24. A mobile computing device, comprising: a hardware processor; and a memory, wherein the mobile computing device is configured to execute instructions stored on a non-transitory computer-readable storage medium which, when executed by the hardware processor, cause the hardware processor to perform a method for controlling at least one operation of the mobile computing device, the method comprising: receiving, from a user, a request for a payment verification code, the request for the payment verification code including at least attribute data related to a package, identifying a payment verification code, the payment verification code being based upon a result of applying a message authentication code algorithm to the received attribute data and representing payment having been provided for the package, providing, to the user, the payment verification code and a nonce, the payment verification code and the nonce being produced for addition to a face of the package.

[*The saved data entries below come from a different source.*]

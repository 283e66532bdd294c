//! Error types for vcfctl

use colored::Colorize;
use thiserror::Error;
use vcfctl_core::{ConfigError, CoreError};

/// Main error type for the vcfctl application
#[derive(Error, Debug)]
pub enum VcfCtlError {
    #[error(transparent)]
    Core(#[from] CoreError),

    #[error(transparent)]
    Config(#[from] ConfigError),

    #[error("Invalid input: {message}")]
    InvalidInput { message: String },

    #[error(transparent)]
    Other(#[from] anyhow::Error),
}

/// Result type for vcfctl operations
pub type Result<T> = std::result::Result<T, VcfCtlError>;

impl VcfCtlError {
    /// Process exit code: 130 for an interrupted wait, 1 otherwise
    pub fn exit_code(&self) -> i32 {
        match self {
            VcfCtlError::Core(e) if e.is_cancelled() => 130,
            _ => 1,
        }
    }

    /// Get helpful suggestions for resolving this error
    pub fn suggestions(&self) -> Vec<String> {
        match self {
            VcfCtlError::Config(ConfigError::ProfileNotFound { name }) => vec![
                "List available profiles: vcfctl profile list".to_string(),
                format!(
                    "Create profile '{name}': vcfctl profile set {name} --host <host> --username <user>"
                ),
            ],
            VcfCtlError::Config(ConfigError::NoProfiles { .. }) => vec![
                "View profile documentation: vcfctl profile --help".to_string(),
            ],
            VcfCtlError::Core(e) if e.is_unauthorized() => vec![
                "Check the username and password: vcfctl profile show <profile>".to_string(),
            ],
            VcfCtlError::Core(e) if e.is_transport() => {
                let text = e.to_string();
                let mut tips = vec!["Check that the SDDC Manager host is reachable".to_string()];
                if text.contains("certificate") || text.contains("TLS") {
                    tips.push(
                        "For lab appliances with self-signed certificates, set --allow-unverified-tls on the profile"
                            .to_string(),
                    );
                }
                tips
            }
            VcfCtlError::Core(CoreError::WaitCancelled { task_id }) => vec![format!(
                "The task keeps running; resume with: vcfctl task wait {task_id}"
            )],
            VcfCtlError::Core(CoreError::TaskTimeout(_)) => vec![
                "The task may still be running; check it with: vcfctl task get <task-id>"
                    .to_string(),
            ],
            _ => vec![],
        }
    }

    /// Print a diagnostic to stderr
    pub fn print_diagnostic(&self) {
        eprint!("{}{}", "error".red().bold(), ": ".bold());
        eprintln!("{self}");

        for suggestion in self.suggestions() {
            eprintln!();
            eprint!("  {}{}", "tip".yellow().bold(), ": ".bold());
            eprintln!("{suggestion}");
        }
    }
}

25. The mobile computing device of claim 24, wherein the mobile computing device stores the instructions in the memory.

26. The mobile computing device of claim 24, wherein the mobile computing device is configured to load the instructions from the non-transitory computer-readable storage medium into the memory device.

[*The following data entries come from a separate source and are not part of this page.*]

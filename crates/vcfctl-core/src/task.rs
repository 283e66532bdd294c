//! Task snapshots as reported by `GET /v1/tasks/{id}`
//!
//! The client only ever reads these. Every field except `status` is optional
//! on the wire.

use crate::service_error::ServiceError;
use serde::{Deserialize, Serialize};

/// Snapshot of one server-tracked asynchronous operation
#[derive(Debug, Clone, Default, PartialEq, Serialize, Deserialize)]
#[serde(rename_all = "camelCase")]
pub struct Task {
    #[serde(default)]
    pub id: String,
    #[serde(default)]
    pub name: String,
    #[serde(default, rename = "type")]
    pub task_type: String,
    /// Required on the wire; a body without it is not a snapshot
    pub status: String,
    #[serde(default, skip_serializing_if = "Option::is_none")]
    pub creation_timestamp: Option<String>,
    /// Present only once the task is terminal
    #[serde(default, skip_serializing_if = "Option::is_none")]
    pub completion_timestamp: Option<String>,
    #[serde(default, skip_serializing_if = "Vec::is_empty")]
    pub resources: Vec<TaskResource>,
    #[serde(default, skip_serializing_if = "Vec::is_empty")]
    pub sub_tasks: Vec<SubTask>,
    #[serde(default, skip_serializing_if = "Vec::is_empty")]
    pub errors: Vec<ServiceError>,
    #[serde(default, skip_serializing_if = "Option::is_none")]
    pub localizable_description_pack: Option<LocalizableDescriptionPack>,
}

/// A unit of work nested inside a [`Task`]
#[derive(Debug, Clone, Default, PartialEq, Serialize, Deserialize)]
#[serde(rename_all = "camelCase")]
pub struct SubTask {
    #[serde(default)]
    pub name: String,
    #[serde(default, skip_serializing_if = "Option::is_none")]
    pub description: Option<String>,
    #[serde(default)]
    pub status: String,
    #[serde(default, rename = "type", skip_serializing_if = "Option::is_none")]
    pub task_type: Option<String>,
    #[serde(default, skip_serializing_if = "Option::is_none")]
    pub creation_timestamp: Option<String>,
    #[serde(default, skip_serializing_if = "Option::is_none")]
    pub completion_timestamp: Option<String>,
    #[serde(default, skip_serializing_if = "Vec::is_empty")]
    pub errors: Vec<ServiceError>,
    #[serde(default, skip_serializing_if = "Vec::is_empty")]
    pub sub_tasks: Vec<SubTask>,
    #[serde(default, skip_serializing_if = "Option::is_none")]
    pub localizable_description_pack: Option<LocalizableDescriptionPack>,
}

/// A resource the task declares as its output
#[derive(Debug, Clone, Default, PartialEq, Serialize, Deserialize)]
#[serde(rename_all = "camelCase")]
pub struct TaskResource {
    #[serde(default)]
    pub resource_id: String,
    #[serde(default, rename = "type")]
    pub resource_type: String,
    #[serde(default, skip_serializing_if = "Option::is_none")]
    pub fqdn: Option<String>,
    #[serde(default, skip_serializing_if = "Option::is_none")]
    pub name: Option<String>,
}

/// Localized, human-readable description of a task or step
#[derive(Debug, Clone, Default, PartialEq, Serialize, Deserialize)]
#[serde(rename_all = "camelCase")]
pub struct LocalizableDescriptionPack {
    #[serde(default, skip_serializing_if = "Option::is_none")]
    pub message: Option<String>,
    #[serde(default, skip_serializing_if = "Option::is_none")]
    pub component: Option<String>,
    #[serde(default, skip_serializing_if = "Option::is_none")]
    pub message_key: Option<String>,
    #[serde(default, skip_serializing_if = "Vec::is_empty")]
    pub arguments: Vec<String>,
}

/// Classification of the open-ended status vocabulary
///
/// Parsing ignores case and treats spaces and underscores alike, so
/// `"In Progress"` and `"IN_PROGRESS"` are the same state. Anything not
/// explicitly known lands in `Other`, which callers treat as terminal success.
#[derive(Debug, Clone, PartialEq, Eq)]
pub enum TaskStatus {
    InProgress,
    Pending,
    NotApplicable,
    Failed,
    Cancelled,
    Other(String),
}

impl TaskStatus {
    pub fn parse(raw: &str) -> Self {
        let normalized = raw.trim().to_ascii_uppercase().replace([' ', '-'], "_");
        match normalized.as_str() {
            "IN_PROGRESS" => TaskStatus::InProgress,
            "PENDING" => TaskStatus::Pending,
            "NOT_APPLICABLE" => TaskStatus::NotApplicable,
            "FAILED" => TaskStatus::Failed,
            "CANCELLED" => TaskStatus::Cancelled,
            _ => TaskStatus::Other(raw.to_string()),
        }
    }

    /// Still running; the tracker keeps polling
    pub fn is_active(&self) -> bool {
        matches!(self, TaskStatus::InProgress | TaskStatus::Pending)
    }

    pub fn is_failure(&self) -> bool {
        matches!(self, TaskStatus::Failed | TaskStatus::Cancelled)
    }
}

impl Task {
    pub fn status(&self) -> TaskStatus {
        TaskStatus::parse(&self.status)
    }

    pub fn description(&self) -> Option<&str> {
        self.localizable_description_pack
            .as_ref()
            .and_then(|p| p.message.as_deref())
    }

    /// Identifier of the first declared resource of `resource_type`
    pub fn resource_id(&self, resource_type: &str) -> Option<&str> {
        self.resources
            .iter()
            .find(|r| r.resource_type == resource_type)
            .map(|r| r.resource_id.as_str())
    }

    /// First failure message anywhere in the task tree
    ///
    /// Task-level errors win; otherwise subtasks are searched depth-first for
    /// one in a failed state, using its errors, then its description.
    pub fn first_failure(&self) -> Option<String> {
        self.errors
            .first()
            .map(ServiceError::summary)
            .or_else(|| self.sub_tasks.iter().find_map(SubTask::first_failure))
    }
}

impl SubTask {
    pub fn status(&self) -> TaskStatus {
        TaskStatus::parse(&self.status)
    }

    /// Prefer the localized message, falling back to the plain description
    pub fn description(&self) -> Option<&str> {
        self.localizable_description_pack
            .as_ref()
            .and_then(|p| p.message.as_deref())
            .or(self.description.as_deref())
    }

    fn first_failure(&self) -> Option<String> {
        if self.status().is_failure() {
            let own = self
                .errors
                .first()
                .map(ServiceError::summary)
                .or_else(|| self.description().map(str::to_string))
                .unwrap_or_else(|| format!("subtask {:?} is {}", self.name, self.status));
            return Some(own);
        }
        self.sub_tasks.iter().find_map(SubTask::first_failure)
    }
}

27. A method for providing payment for package transfer, the method comprising: transmitting, via the Internet, a request for a payment verification code, the request for the payment verification code including at least attribute data related to a package to be transferred; and receiving, in response to the transmitted request, a payment verification code and a nonce, the payment verification code being based upon a result of applying a message authentication code algorithm to the transmitted attribute data and representing payment having been provided for the package; and marking at least one face of the package to be transferred with the received payment verification code and the nonce.

28. The method of claim 27, wherein the transmitted request includes payment information.

29. A computer system comprising: a memory configured to store non-transitory computer-readable instructions for applying a message authentication code algorithm to received data and a software key; and a hardware processor configured to: receive, via the Internet, a request for a payment verification code, the request for the payment verification code including at least attribute data related to a package to be transferred; apply the message authentication code algorithm over the received attribute data using a software key; generate the payment verification code based upon the applied message authentication code algorithm, the payment verification code representing payment having been provided for the package to be transferred; and transmit, via the Internet, the generated payment verification code and a nonce, the generated payment verification code and the nonce being produced for addition to a face of the package to be transferred.